VI

La música proseguía llenando el viento con sus armonías, y llegando hasta Flavio parecían querer enloquecerle por medio de su oculta magia.

La luna se presentaba tan clara y brillante que su luz hubiera podido confundirse con los primeros resplandores del alba, y sus rayos pálidos iluminando de lleno el río prestaban tal transparencia y encanto al paisaje, que Flavio pensó no eran tan difícil creer que las sílfides y ondinas moraban en el fondo de las aguas o vagaban en la apacible sombra que reinaba en la espesura.
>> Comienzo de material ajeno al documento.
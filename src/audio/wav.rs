//! WAV file input and per-track WAV output for the file transport.

use crate::audio::codec::sample_to_i16;
use crate::audio::frame::AudioFrame;
use crate::error::{LiveTransError, Result};
use std::fs::File;
use std::io::{BufWriter, Read};
use std::path::Path;

/// Audio source that reads a whole WAV file into normalized float samples.
///
/// Integer formats of any bit depth and 32-bit float are accepted. Channels
/// and sample rate are preserved; the ingestion stage downmixes.
pub struct WavAudioSource {
    sample_rate: u32,
    channels: u16,
    samples: Vec<f32>,
    position: usize,
}

impl WavAudioSource {
    /// Create from any reader (for testing/flexibility).
    pub fn from_reader(reader: Box<dyn Read + Send>) -> Result<Self> {
        let mut wav_reader = hound::WavReader::new(reader).map_err(|e| LiveTransError::Wav {
            message: format!("Failed to parse WAV file: {}", e),
        })?;

        let spec = wav_reader.spec();
        if spec.channels == 0 || spec.sample_rate == 0 {
            return Err(LiveTransError::Wav {
                message: format!(
                    "Unsupported WAV layout: {} channels at {}Hz",
                    spec.channels, spec.sample_rate
                ),
            });
        }

        let samples: Vec<f32> = match spec.sample_format {
            hound::SampleFormat::Float => wav_reader
                .samples::<f32>()
                .collect::<std::result::Result<Vec<_>, _>>(),
            hound::SampleFormat::Int => {
                let full_scale = (1i64 << (spec.bits_per_sample.clamp(1, 32) - 1)) as f32;
                wav_reader
                    .samples::<i32>()
                    .map(|s| s.map(|v| (v as f32 / full_scale).clamp(-1.0, 1.0)))
                    .collect::<std::result::Result<Vec<_>, _>>()
            }
        }
        .map_err(|e| LiveTransError::Wav {
            message: format!("Failed to read WAV samples: {}", e),
        })?;

        Ok(Self {
            sample_rate: spec.sample_rate,
            channels: spec.channels,
            samples,
            position: 0,
        })
    }

    /// Open a WAV file from disk.
    pub fn open(path: &Path) -> Result<Self> {
        let file = File::open(path).map_err(|e| LiveTransError::Wav {
            message: format!("Failed to open {}: {}", path.display(), e),
        })?;
        Self::from_reader(Box::new(std::io::BufReader::new(file)))
    }

    pub fn sample_rate(&self) -> u32 {
        self.sample_rate
    }

    pub fn channels(&self) -> u16 {
        self.channels
    }

    /// Total duration in milliseconds.
    pub fn duration_ms(&self) -> u64 {
        let frames = self.samples.len() / self.channels as usize;
        frames as u64 * 1000 / self.sample_rate as u64
    }

    /// Next frame of up to `frame_duration_ms`, or `None` at end of file.
    ///
    /// The last frame may be shorter; inbound frames have arbitrary size.
    pub fn next_frame(&mut self, frame_duration_ms: u32) -> Option<AudioFrame> {
        if self.position >= self.samples.len() {
            return None;
        }
        let per_channel =
            (self.sample_rate as u64 * frame_duration_ms.max(1) as u64 / 1000).max(1) as usize;
        let len = per_channel * self.channels as usize;
        let end = (self.position + len).min(self.samples.len());
        let data = self.samples[self.position..end].to_vec();
        self.position = end;
        Some(AudioFrame::new(self.sample_rate, self.channels, data))
    }
}

/// Writes frames of one outbound track to a 16-bit mono WAV file.
pub struct WavTrackWriter {
    writer: hound::WavWriter<BufWriter<File>>,
    samples_written: u64,
}

impl WavTrackWriter {
    pub fn create(path: &Path, sample_rate: u32) -> Result<Self> {
        let spec = hound::WavSpec {
            channels: 1,
            sample_rate,
            bits_per_sample: 16,
            sample_format: hound::SampleFormat::Int,
        };
        let writer = hound::WavWriter::create(path, spec).map_err(|e| LiveTransError::Wav {
            message: format!("Failed to create {}: {}", path.display(), e),
        })?;
        Ok(Self {
            writer,
            samples_written: 0,
        })
    }

    /// Append a frame; multi-channel frames keep only the first channel.
    pub fn write_frame(&mut self, frame: &AudioFrame) -> Result<()> {
        let step = frame.channels.max(1) as usize;
        for &sample in frame.data.iter().step_by(step) {
            self.writer
                .write_sample(sample_to_i16(sample))
                .map_err(|e| LiveTransError::Wav {
                    message: format!("Failed to write sample: {}", e),
                })?;
            self.samples_written += 1;
        }
        Ok(())
    }

    pub fn samples_written(&self) -> u64 {
        self.samples_written
    }

    /// Flush the header and close the file.
    pub fn finalize(self) -> Result<()> {
        self.writer.finalize().map_err(|e| LiveTransError::Wav {
            message: format!("Failed to finalize WAV: {}", e),
        })
    }
}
Entonces pensó recorrer aquellos lugares tan bellos y misteriosos, perseguir aquellos armoniosos ecos que le enloquecían, y el inclemente carruaje ya no seguiría indiferente su marcha, abandonando de nuevo tantas bellezas como se presentaban ante sus áridas miradas, cual si le convidasen a gozar placeres desconocidos. Mandó detener el carruaje, y, abriendo la portezuela y saltando con rapidez, se ocultó entre los castaños que ocultaban los molinos y desapareció a los ojos del postillón.

Era este un hombre de treinta años, poco más o menos, cachazudo, resuelto y que, habiendo sido militar, conservaba todavía parte del valor que le distinguiera en el ejército. Tenía buen corazón, a pesar de su natural fiereza, se amoldaba a todas las circunstancias de la vida y profesaba a Flavio particular afecto, porque solía decir que amo poco ceremonioso y suelto de mano era digno de que un criado honrado le guardase inalterable adhesión pese a todas las vicisitudes imaginables. De profunda penetración, y hallándose al servicio de Flavio hacía más de dos años, le tenía por un grande hombre; pero en su interior le pronosticaba mal fin, a pesar de lo cual se había jurado a sí mismo no abandonarle jamás. «Él es valiente —se decía—, y mis puños son de hierro... Marchemos, pues, a recorrer el mundo, que con dinero, paciencia y buen humor el peor mal que pueda sucedernos es morir hoy en vez de morir mañana».

Convencido de tan excelentes ideas, miró si los revólveres que a prevención llevaba estaban bien cargados, y apoyando la cabeza en su ancha mano, en actitud de dormir, vio, al parecer con la mayor indiferencia, la marcha de Flavio, murmurando entre dientes: «¡Él lleva también pistolas!»

Y después de decir esto se dejó sorprender por uno de esos sueños de centinela que desaparecen a la primera voz de alerta.